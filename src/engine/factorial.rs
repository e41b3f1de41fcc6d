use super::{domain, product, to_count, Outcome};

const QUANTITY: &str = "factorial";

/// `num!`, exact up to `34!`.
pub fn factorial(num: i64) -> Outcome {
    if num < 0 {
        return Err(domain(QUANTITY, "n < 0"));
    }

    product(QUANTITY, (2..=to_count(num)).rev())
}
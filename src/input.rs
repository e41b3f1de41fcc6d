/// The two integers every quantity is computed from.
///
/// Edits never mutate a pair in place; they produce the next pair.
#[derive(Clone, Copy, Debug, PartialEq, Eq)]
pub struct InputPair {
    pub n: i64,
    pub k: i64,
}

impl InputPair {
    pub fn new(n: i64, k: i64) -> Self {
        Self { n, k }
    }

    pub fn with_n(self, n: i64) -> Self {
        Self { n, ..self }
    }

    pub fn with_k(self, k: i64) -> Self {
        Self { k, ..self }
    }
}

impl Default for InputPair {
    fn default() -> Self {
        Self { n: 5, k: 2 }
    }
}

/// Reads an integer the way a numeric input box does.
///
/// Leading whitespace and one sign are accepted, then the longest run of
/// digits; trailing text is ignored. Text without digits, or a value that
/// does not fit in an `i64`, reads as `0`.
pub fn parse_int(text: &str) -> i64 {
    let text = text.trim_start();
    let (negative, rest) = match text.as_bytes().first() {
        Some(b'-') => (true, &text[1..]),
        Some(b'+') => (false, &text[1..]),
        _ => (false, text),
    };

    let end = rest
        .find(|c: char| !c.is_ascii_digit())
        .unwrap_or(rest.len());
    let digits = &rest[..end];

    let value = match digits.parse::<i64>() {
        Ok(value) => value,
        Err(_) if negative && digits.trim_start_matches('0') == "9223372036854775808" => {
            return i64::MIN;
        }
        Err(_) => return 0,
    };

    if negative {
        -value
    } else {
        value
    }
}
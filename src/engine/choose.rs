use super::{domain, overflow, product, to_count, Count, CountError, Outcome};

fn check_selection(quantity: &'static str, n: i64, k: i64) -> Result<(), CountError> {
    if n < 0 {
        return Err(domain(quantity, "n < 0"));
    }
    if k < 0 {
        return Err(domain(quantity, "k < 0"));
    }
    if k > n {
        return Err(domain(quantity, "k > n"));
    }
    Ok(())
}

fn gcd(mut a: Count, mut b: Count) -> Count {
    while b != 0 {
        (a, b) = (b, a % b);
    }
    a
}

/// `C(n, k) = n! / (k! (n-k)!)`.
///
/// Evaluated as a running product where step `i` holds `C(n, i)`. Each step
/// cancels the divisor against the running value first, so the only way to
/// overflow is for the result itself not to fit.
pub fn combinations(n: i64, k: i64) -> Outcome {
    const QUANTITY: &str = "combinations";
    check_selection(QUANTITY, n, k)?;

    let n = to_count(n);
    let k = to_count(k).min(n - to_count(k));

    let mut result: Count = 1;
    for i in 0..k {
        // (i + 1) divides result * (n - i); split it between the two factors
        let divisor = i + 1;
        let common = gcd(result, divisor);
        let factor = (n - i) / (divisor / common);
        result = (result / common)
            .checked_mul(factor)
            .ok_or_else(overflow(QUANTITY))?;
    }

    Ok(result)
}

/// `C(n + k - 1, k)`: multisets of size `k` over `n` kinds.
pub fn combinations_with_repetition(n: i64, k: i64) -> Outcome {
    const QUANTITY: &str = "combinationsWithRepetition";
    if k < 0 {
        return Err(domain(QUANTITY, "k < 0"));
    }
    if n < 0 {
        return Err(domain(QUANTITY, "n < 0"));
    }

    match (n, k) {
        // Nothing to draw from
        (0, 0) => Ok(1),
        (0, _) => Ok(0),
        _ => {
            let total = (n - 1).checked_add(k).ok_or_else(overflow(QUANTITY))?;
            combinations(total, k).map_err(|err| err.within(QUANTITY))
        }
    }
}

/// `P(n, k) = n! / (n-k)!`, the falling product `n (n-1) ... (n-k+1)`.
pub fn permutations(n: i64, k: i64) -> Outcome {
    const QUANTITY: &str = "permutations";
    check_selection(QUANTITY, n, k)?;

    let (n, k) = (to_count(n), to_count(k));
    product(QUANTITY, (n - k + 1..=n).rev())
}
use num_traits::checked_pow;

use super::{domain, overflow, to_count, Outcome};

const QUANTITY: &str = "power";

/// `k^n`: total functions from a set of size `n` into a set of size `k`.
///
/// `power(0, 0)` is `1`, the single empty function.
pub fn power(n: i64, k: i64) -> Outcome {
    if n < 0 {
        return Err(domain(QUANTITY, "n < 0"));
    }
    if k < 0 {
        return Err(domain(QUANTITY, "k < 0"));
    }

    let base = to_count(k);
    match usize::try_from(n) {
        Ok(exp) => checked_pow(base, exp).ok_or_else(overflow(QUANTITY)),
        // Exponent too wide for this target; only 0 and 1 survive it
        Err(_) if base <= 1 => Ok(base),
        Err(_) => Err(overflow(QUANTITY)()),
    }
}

....

## Exercise goal:
Lines with "common": return each one from the data above.

## Exercise solution:
        let common = gcd(result, divisor);
        let factor = (n - i) / (divisor / common);
        result = (result / common)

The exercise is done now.